● **WORK ITEM**: Below is a listing. Gather each line of it that contains "Clone".

● **GIVEN DATA**:
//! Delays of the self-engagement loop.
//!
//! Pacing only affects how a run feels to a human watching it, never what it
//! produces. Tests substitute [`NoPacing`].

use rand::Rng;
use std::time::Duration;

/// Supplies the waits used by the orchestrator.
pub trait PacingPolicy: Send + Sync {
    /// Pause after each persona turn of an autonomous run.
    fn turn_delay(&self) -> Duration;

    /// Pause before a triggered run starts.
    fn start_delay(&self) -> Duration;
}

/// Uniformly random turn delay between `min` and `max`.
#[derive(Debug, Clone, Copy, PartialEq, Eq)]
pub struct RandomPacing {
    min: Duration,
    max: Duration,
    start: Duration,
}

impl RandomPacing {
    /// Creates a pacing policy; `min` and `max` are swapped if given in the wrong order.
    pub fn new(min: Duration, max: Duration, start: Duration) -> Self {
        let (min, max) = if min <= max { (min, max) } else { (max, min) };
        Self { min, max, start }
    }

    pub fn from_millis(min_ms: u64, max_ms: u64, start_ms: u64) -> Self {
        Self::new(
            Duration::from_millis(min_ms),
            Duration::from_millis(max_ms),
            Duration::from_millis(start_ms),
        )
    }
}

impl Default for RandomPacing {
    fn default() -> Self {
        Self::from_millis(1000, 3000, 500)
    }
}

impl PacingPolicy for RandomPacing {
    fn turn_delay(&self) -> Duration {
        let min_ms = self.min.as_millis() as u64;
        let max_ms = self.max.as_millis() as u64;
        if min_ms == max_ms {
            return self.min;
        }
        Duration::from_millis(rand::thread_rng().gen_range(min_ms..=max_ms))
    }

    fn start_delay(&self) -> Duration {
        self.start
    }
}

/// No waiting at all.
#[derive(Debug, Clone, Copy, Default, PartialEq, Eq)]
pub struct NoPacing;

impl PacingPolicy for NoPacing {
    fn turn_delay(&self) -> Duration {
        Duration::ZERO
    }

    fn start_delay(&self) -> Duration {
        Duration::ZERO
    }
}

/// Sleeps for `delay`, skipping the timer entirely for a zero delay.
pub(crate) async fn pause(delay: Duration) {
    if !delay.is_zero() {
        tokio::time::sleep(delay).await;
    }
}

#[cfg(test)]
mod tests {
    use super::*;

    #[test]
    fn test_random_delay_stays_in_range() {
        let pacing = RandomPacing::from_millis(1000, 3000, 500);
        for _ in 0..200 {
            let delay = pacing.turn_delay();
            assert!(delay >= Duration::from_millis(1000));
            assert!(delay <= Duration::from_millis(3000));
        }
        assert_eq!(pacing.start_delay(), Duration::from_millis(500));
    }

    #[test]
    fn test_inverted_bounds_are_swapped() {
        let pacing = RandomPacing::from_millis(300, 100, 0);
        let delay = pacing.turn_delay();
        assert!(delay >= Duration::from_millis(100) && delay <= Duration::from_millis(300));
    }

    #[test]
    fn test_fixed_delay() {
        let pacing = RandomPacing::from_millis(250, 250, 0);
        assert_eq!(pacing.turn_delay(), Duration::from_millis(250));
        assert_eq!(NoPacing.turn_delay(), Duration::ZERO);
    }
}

● **EXERCISE OUTPUT**:
#[derive(Debug, Clone, Copy, PartialEq, Eq)]
#[derive(Debug, Clone, Copy, Default, PartialEq, Eq)]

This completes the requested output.